Starting with the first line and ending with the one that holds "TransferRequest::new(body.source, body.dest, body.path);", retype the entries exactly.

Segment Start: The data

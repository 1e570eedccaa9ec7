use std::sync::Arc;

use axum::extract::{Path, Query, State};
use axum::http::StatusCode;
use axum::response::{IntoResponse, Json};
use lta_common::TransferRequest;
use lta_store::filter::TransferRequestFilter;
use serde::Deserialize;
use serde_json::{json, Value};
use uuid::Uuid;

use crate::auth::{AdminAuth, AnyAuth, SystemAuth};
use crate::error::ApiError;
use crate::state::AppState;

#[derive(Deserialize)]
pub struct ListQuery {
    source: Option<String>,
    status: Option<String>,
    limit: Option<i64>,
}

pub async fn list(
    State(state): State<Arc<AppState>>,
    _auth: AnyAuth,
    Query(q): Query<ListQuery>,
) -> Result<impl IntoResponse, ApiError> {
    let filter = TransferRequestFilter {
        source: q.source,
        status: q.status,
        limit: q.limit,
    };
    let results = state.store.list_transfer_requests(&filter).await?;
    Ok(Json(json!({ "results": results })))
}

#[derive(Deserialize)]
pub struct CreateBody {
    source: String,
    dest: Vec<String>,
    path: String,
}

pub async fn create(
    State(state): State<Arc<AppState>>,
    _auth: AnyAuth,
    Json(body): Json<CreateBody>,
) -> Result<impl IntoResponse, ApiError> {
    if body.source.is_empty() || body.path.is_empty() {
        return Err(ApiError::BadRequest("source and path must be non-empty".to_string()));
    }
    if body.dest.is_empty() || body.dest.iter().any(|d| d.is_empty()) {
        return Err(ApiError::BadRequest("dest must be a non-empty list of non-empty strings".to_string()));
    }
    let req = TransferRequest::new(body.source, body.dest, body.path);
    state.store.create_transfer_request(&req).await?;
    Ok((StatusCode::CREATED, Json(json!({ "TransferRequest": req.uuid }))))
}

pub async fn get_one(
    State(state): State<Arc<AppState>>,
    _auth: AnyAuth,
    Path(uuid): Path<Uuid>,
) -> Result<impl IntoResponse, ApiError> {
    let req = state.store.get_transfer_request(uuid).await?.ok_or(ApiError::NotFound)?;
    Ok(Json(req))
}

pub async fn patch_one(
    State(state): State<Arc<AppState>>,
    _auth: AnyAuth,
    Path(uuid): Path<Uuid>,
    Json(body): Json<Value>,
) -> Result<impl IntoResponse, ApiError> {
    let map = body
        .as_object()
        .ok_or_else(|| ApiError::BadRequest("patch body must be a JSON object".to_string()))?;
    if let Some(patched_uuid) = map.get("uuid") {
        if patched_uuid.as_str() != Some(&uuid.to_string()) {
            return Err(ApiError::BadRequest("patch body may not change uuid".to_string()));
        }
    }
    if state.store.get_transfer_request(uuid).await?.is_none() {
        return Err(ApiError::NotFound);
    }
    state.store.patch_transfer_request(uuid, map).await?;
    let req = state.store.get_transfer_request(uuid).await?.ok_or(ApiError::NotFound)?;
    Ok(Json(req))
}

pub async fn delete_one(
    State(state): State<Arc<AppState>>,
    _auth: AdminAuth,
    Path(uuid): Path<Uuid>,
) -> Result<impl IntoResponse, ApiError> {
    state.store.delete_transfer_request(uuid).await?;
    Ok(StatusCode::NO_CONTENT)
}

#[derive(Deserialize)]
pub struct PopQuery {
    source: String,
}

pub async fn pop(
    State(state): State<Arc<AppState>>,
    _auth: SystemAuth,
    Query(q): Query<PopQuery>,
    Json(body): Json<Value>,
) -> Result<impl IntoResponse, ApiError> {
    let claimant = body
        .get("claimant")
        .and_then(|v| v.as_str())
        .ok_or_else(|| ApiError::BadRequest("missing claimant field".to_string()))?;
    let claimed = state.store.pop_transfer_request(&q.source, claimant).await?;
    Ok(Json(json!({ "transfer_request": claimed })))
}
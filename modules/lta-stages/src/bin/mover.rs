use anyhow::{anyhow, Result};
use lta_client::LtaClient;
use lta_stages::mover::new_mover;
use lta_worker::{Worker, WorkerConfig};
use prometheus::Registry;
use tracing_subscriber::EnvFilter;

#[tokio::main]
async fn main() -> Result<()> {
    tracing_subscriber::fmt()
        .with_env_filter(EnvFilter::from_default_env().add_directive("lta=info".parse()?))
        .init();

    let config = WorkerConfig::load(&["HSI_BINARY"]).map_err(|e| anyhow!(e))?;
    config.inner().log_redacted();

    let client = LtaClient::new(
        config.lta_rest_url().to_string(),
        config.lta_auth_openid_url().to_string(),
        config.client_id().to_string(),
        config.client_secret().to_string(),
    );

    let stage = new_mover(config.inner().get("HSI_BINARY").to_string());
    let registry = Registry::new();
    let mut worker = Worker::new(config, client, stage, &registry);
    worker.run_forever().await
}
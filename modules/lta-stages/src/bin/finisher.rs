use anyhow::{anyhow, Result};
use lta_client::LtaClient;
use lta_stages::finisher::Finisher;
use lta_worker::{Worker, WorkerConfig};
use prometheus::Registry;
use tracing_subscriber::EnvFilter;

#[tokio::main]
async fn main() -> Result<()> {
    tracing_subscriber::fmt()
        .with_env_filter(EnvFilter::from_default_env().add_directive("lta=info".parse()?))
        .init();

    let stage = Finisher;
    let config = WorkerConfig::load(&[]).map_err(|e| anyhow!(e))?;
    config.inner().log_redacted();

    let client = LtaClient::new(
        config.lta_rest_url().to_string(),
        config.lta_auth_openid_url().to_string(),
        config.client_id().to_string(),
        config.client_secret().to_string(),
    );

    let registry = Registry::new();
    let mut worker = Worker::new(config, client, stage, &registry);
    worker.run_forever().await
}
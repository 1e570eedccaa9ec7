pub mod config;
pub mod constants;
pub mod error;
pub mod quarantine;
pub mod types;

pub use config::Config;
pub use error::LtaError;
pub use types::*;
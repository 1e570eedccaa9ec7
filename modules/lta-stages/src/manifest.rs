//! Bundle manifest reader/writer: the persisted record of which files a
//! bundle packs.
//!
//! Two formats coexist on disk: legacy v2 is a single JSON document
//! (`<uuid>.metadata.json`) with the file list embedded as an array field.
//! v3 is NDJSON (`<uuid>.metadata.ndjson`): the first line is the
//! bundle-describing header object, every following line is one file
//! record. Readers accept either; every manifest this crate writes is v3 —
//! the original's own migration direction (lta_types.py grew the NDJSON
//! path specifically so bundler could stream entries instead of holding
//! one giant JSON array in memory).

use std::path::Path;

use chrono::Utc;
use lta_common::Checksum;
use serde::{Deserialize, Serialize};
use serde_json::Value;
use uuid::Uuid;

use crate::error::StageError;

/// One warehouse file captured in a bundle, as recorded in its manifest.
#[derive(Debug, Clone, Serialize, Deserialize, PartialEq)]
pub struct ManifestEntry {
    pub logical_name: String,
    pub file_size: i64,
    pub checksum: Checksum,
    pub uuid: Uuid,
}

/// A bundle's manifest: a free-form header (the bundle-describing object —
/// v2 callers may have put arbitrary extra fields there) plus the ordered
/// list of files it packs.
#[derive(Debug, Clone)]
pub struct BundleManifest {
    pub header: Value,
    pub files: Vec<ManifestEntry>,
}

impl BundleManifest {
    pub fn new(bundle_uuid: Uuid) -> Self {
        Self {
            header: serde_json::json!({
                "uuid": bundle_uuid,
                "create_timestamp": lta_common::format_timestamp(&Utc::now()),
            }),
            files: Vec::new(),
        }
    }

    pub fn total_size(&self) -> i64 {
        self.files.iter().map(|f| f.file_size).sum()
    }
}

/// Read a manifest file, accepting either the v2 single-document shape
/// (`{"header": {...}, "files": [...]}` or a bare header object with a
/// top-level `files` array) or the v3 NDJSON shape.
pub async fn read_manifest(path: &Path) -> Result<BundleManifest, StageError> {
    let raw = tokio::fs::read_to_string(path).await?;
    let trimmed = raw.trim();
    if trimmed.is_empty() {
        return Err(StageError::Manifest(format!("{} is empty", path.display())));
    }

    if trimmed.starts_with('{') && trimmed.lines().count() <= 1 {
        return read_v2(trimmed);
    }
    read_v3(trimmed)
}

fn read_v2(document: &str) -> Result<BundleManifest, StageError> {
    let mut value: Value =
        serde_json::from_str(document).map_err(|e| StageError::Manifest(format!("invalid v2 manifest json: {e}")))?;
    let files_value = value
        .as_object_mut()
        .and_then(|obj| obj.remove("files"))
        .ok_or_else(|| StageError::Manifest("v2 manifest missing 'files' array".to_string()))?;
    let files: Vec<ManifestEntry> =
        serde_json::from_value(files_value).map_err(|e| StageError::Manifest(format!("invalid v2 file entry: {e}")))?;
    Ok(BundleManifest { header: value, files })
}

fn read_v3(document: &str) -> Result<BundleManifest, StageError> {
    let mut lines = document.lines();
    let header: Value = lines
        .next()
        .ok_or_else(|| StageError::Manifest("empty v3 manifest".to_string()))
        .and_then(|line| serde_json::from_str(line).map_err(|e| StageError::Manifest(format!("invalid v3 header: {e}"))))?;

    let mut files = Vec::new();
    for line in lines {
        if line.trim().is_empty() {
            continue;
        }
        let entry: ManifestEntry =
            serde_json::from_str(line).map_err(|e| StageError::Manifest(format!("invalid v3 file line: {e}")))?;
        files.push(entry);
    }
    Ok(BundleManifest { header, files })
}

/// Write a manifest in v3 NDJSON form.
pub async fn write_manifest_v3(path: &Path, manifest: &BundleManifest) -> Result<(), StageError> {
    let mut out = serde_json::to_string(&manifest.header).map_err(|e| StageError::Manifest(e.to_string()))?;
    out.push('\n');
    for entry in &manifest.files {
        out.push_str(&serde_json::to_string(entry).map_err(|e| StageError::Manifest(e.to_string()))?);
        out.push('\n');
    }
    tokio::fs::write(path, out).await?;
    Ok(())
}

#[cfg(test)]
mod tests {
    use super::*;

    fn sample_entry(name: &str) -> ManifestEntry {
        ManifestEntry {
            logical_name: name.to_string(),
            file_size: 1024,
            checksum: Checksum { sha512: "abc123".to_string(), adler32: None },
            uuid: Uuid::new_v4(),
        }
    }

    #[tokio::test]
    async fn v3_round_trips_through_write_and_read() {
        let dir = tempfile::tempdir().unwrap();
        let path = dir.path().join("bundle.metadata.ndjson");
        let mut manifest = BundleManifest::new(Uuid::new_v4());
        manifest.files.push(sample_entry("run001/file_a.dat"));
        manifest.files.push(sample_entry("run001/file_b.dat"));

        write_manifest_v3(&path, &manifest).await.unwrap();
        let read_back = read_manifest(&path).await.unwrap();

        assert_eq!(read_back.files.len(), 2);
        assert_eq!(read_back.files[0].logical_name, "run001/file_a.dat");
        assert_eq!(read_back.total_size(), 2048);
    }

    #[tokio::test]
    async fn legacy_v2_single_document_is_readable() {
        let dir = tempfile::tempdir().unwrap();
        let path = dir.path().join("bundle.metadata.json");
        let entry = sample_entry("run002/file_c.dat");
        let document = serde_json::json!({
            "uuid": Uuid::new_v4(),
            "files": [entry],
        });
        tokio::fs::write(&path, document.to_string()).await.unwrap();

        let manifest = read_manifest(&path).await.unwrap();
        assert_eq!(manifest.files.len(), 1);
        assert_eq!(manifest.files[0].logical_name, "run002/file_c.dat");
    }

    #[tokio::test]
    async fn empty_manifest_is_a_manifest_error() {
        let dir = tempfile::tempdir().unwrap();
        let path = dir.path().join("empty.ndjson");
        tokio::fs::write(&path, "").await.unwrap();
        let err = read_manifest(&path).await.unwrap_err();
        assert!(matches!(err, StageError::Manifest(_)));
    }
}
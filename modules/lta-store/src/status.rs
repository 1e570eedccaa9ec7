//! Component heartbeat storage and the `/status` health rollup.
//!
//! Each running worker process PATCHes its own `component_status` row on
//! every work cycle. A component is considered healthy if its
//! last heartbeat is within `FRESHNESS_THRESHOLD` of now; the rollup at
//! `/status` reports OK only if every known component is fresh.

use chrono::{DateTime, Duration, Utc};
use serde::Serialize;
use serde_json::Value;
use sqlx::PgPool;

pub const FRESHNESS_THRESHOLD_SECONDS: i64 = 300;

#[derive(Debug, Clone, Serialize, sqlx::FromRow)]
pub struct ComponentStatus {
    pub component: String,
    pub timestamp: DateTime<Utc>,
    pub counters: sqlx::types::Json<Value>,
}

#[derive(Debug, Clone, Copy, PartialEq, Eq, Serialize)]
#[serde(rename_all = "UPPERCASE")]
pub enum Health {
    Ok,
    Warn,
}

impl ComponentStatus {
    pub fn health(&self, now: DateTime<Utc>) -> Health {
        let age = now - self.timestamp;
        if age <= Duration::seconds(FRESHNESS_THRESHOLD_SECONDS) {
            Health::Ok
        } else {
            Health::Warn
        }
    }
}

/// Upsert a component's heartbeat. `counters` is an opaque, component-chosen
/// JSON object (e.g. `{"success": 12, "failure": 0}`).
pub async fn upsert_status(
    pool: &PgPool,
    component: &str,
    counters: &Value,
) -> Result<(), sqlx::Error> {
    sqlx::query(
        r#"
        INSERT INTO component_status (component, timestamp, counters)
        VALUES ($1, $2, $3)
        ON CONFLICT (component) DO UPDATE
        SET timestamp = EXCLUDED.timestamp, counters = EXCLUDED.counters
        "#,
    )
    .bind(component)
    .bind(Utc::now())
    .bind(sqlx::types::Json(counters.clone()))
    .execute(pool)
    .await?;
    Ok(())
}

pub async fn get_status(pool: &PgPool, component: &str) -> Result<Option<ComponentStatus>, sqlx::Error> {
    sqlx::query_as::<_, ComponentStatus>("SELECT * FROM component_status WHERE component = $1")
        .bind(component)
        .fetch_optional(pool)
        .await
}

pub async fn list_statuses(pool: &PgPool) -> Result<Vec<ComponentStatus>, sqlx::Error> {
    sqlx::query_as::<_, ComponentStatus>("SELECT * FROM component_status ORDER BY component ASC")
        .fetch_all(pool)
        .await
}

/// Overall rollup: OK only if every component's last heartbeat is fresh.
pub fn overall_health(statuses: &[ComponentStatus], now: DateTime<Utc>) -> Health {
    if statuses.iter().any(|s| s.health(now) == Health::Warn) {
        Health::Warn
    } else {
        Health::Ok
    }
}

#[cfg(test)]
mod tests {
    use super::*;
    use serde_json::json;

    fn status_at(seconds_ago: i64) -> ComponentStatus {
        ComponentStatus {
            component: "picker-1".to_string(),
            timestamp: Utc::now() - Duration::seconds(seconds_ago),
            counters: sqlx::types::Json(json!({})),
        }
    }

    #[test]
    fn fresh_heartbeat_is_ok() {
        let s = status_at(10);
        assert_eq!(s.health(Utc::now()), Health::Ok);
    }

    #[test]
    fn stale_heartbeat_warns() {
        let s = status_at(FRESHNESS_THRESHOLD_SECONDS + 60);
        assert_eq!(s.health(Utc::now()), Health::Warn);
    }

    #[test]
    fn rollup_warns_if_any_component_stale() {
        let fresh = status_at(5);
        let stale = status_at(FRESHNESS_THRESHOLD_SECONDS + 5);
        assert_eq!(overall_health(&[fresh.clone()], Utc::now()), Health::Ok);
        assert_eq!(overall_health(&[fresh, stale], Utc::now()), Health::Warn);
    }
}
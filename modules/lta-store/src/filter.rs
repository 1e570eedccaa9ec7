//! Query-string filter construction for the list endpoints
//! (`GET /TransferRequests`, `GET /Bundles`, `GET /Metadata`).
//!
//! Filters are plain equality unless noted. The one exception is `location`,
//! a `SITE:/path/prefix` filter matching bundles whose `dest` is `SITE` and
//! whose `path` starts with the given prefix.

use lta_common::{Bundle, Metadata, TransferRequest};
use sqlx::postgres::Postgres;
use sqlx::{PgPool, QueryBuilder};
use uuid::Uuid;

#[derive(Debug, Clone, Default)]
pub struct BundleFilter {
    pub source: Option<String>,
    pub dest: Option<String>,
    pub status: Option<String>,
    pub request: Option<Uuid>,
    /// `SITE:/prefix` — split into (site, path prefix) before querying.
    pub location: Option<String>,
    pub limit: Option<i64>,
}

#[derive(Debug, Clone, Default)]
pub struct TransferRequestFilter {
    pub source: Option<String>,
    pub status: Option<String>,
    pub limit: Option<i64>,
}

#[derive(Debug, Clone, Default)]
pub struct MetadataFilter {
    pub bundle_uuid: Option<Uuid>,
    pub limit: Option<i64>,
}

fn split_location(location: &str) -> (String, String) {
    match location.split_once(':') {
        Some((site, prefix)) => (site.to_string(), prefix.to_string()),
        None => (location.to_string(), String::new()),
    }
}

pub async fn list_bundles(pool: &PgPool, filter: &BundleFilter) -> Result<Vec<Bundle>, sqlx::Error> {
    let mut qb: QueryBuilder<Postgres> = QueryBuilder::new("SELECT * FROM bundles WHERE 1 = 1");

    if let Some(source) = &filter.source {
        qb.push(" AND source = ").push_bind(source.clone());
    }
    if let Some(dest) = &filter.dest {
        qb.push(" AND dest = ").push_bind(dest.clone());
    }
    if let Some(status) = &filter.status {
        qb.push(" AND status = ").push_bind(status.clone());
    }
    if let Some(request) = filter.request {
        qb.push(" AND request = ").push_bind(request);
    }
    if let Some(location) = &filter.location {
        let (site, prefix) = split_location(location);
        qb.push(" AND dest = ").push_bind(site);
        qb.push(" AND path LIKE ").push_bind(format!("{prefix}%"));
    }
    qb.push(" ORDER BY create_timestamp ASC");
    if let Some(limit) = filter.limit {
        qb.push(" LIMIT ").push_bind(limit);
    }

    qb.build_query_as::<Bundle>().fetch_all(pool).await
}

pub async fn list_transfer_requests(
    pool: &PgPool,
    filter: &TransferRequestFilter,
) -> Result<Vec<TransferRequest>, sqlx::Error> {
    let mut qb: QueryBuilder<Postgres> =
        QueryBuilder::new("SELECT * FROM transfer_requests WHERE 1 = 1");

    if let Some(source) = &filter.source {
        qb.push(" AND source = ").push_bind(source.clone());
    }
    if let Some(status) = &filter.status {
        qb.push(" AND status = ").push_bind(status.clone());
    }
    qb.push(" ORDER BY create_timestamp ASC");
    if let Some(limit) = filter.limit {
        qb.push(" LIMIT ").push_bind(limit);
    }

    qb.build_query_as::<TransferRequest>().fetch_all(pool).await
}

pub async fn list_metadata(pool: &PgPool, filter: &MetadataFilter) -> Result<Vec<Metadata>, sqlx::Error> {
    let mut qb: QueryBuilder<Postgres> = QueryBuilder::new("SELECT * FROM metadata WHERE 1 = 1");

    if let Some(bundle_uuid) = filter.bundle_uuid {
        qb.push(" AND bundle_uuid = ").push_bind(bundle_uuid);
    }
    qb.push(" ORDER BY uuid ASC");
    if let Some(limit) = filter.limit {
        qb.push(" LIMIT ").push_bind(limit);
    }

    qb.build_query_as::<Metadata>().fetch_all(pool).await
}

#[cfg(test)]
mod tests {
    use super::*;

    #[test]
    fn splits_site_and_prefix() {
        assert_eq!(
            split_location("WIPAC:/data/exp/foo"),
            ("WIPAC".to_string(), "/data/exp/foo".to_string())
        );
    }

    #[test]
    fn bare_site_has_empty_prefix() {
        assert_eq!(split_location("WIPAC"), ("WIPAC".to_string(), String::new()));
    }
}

Segment End: The data

Response to the exercise.
repository 1e570eedccaa9ec7
use std::sync::Arc;

use axum::extract::{Path, Query, State};
use axum::http::StatusCode;
use axum::response::{IntoResponse, Json};
use lta_common::TransferRequest;
use lta_store::filter::TransferRequestFilter;
use serde::Deserialize;
use serde_json::{json, Value};
use uuid::Uuid;

use crate::auth::{AdminAuth, AnyAuth, SystemAuth};
use crate::error::ApiError;
use crate::state::AppState;

#[derive(Deserialize)]
pub struct ListQuery {
    source: Option<String>,
    status: Option<String>,
    limit: Option<i64>,
}

pub async fn list(
    State(state): State<Arc<AppState>>,
    _auth: AnyAuth,
    Query(q): Query<ListQuery>,
) -> Result<impl IntoResponse, ApiError> {
    let filter = TransferRequestFilter {
        source: q.source,
        status: q.status,
        limit: q.limit,
    };
    let results = state.store.list_transfer_requests(&filter).await?;
    Ok(Json(json!({ "results": results })))
}

#[derive(Deserialize)]
pub struct CreateBody {
    source: String,
    dest: Vec<String>,
    path: String,
}

pub async fn create(
    State(state): State<Arc<AppState>>,
    _auth: AnyAuth,
    Json(body): Json<CreateBody>,
) -> Result<impl IntoResponse, ApiError> {
    if body.source.is_empty() || body.path.is_empty() {
        return Err(ApiError::BadRequest("source and path must be non-empty".to_string()));
    }
    if body.dest.is_empty() || body.dest.iter().any(|d| d.is_empty()) {
        return Err(ApiError::BadRequest("dest must be a non-empty list of non-empty strings".to_string()));
    }
    let req = TransferRequest::new(body.source, body.dest, body.path);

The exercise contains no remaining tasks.